## [Data shown]
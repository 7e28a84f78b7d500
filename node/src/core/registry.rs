use std::collections::HashMap;

use log::{debug, info};
use parking_lot::RwLock;
use thiserror::Error;

use crate::core::handle::{GroupError, GroupHandle};

#[derive(Error, Debug)]
pub enum RegistryError {
    #[error("Unknown group {0}")]
    UnknownGroup(String),
    #[error("Group {0} is already registered")]
    AlreadyRegistered(String),
    #[error(transparent)]
    Group(#[from] GroupError),
}

/// Running groups of this node, the transport's way in.
#[derive(Default)]
pub struct GroupRegistry {
    groups: RwLock<HashMap<String, GroupHandle>>,
}

impl GroupRegistry {
    pub fn new() -> Self {
        Self::default()
    }

    pub fn register(&self, handle: GroupHandle) -> Result<(), RegistryError> {
        let mut groups = self.groups.write();
        let group_id = handle.group_id().to_string();
        if groups.get(&group_id).map_or(false, |h| !h.is_shut_down()) {
            return Err(RegistryError::AlreadyRegistered(group_id));
        }
        info!("<{group_id}> registered");
        groups.insert(group_id, handle);
        Ok(())
    }

    pub fn get(&self, group_id: &str) -> Option<GroupHandle> {
        self.groups.read().get(group_id).cloned()
    }

    pub fn group_ids(&self) -> Vec<String> {
        self.groups.read().keys().cloned().collect()
    }

    /// Shuts the group down and forgets it.
    pub fn remove(&self, group_id: &str) -> Option<GroupHandle> {
        let handle = self.groups.write().remove(group_id)?;
        handle.shutdown();
        info!("<{group_id}> removed");
        Some(handle)
    }

    pub fn shutdown_all(&self) {
        for (_, handle) in self.groups.write().drain() {
            handle.shutdown();
        }
    }

    /// Called by the transport for every received consensus message. Never blocks.
    pub fn handle_inbound(
        &self,
        group_id: &str,
        bytes: Vec<u8>,
        from_peer: &str,
    ) -> Result<(), RegistryError> {
        let handle = self.get(group_id).ok_or_else(|| {
            debug!("Message for unknown group {group_id} from {from_peer}");
            RegistryError::UnknownGroup(group_id.to_string())
        })?;
        handle.try_inbound(bytes, from_peer)?;
        Ok(())
    }
}
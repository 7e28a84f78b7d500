use std::fmt::Display;

use serde::{Deserialize, Serialize};

use crate::utilities::crypto::KeyPairError;
use crate::utilities::encoding::encode;
use crate::utilities::hash::Hasher;
use crate::utilities::id::generate_message_id;
use crate::utilities::time::GroupTime;
use crate::utilities::{HashType, PublicKey, Signature, Signer};

/// A pending transaction of one group.
#[derive(Debug, Clone, PartialEq, Eq, Deserialize, Serialize)]
pub struct Trx {
    pub trx_id: String,
    pub group_id: String,
    pub sender_pubkey: PublicKey,
    ///Nanoseconds since unix epoch, as seen by the sender
    pub timestamp: i64,
    ///Application specific data
    pub payload: Vec<u8>,
    ///Sender's signature over everything above
    pub signature: Signature,
}

#[derive(Serialize)]
struct UnsignedTrx<'a> {
    trx_id: &'a str,
    group_id: &'a str,
    sender_pubkey: &'a PublicKey,
    timestamp: i64,
    payload: &'a [u8],
}

impl Trx {
    pub fn signed(
        group_id: impl Into<String>,
        payload: Vec<u8>,
        signer: &dyn Signer,
    ) -> Result<Self, KeyPairError> {
        Self::signed_at(group_id, payload, GroupTime::now_nanos(), signer)
    }

    pub fn signed_at(
        group_id: impl Into<String>,
        payload: Vec<u8>,
        timestamp: i64,
        signer: &dyn Signer,
    ) -> Result<Self, KeyPairError> {
        let mut trx = Trx {
            trx_id: generate_message_id(),
            group_id: group_id.into(),
            sender_pubkey: signer.public_key(),
            timestamp,
            payload,
            signature: Signature::default(),
        };
        let hash = trx.signing_hash()?;
        trx.signature = signer.sign(&hash)?;
        Ok(trx)
    }

    pub fn signing_hash(&self) -> Result<HashType, KeyPairError> {
        let unsigned = UnsignedTrx {
            trx_id: &self.trx_id,
            group_id: &self.group_id,
            sender_pubkey: &self.sender_pubkey,
            timestamp: self.timestamp,
            payload: &self.payload,
        };
        let bytes = encode(unsigned).map_err(|e| KeyPairError::Signing(e.to_string()))?;
        Ok(Hasher::digest(&bytes))
    }

    /// Checks the sender's signature.
    pub fn verify(&self, signer: &dyn Signer) -> bool {
        match self.signing_hash() {
            Ok(hash) => signer.verify(&self.sender_pubkey, &hash, &self.signature),
            Err(_) => false,
        }
    }

    /// Hash of the whole trx, signature included. Leaf of the block's trx root.
    pub fn hash(&self) -> anyhow::Result<HashType> {
        Ok(Hasher::digest(&encode(self)?))
    }
}

impl Display for Trx {
    fn fmt(&self, f: &mut std::fmt::Formatter<'_>) -> std::fmt::Result {
        write!(
            f,
            "id: {}, sender: {}, timestamp: {}",
            self.trx_id, self.sender_pubkey, self.timestamp
        )
    }
}

/// A batch of trxs proposed by one producer in one epoch.
#[derive(Debug, Clone, Default, PartialEq, Eq, Deserialize, Serialize)]
pub struct TrxBundle {
    pub trxs: Vec<Trx>,
}

impl TrxBundle {
    pub fn new(trxs: Vec<Trx>) -> Self {
        Self { trxs }
    }
}

#[cfg(test)]
mod test {
    use crate::utilities::Ed25519Keypair;

    use super::*;

    #[test]
    fn test_sign_ok() {
        let keypair = Ed25519Keypair::generate();
        let trx = Trx::signed("group", vec![1, 2, 3], &keypair).unwrap();
        assert_eq!(trx.sender_pubkey, keypair.public_key());
        assert!(trx.verify(&keypair));
    }

    #[test]
    fn test_sign_fail() {
        let keypair = Ed25519Keypair::generate();
        let mut trx = Trx::signed("group", vec![1, 2, 3], &keypair).unwrap();
        trx.payload = vec![3, 2, 1];
        assert!(!trx.verify(&keypair));

        let mut trx = Trx::signed("group", vec![1, 2, 3], &keypair).unwrap();
        trx.sender_pubkey = Ed25519Keypair::generate().public_key();
        assert!(!trx.verify(&keypair));
    }
}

## [The task]
Of the entries above, repeat exactly the lines between the line with "use super::*;" and the line with "assert_eq!(trx.sender_pubkey, keypair.public_key());", inclusive, and no others.

## [Written answer]
    use super::*;

    #[test]
    fn test_sign_ok() {
        let keypair = Ed25519Keypair::generate();
        let trx = Trx::signed("group", vec![1, 2, 3], &keypair).unwrap();
        assert_eq!(trx.sender_pubkey, keypair.public_key());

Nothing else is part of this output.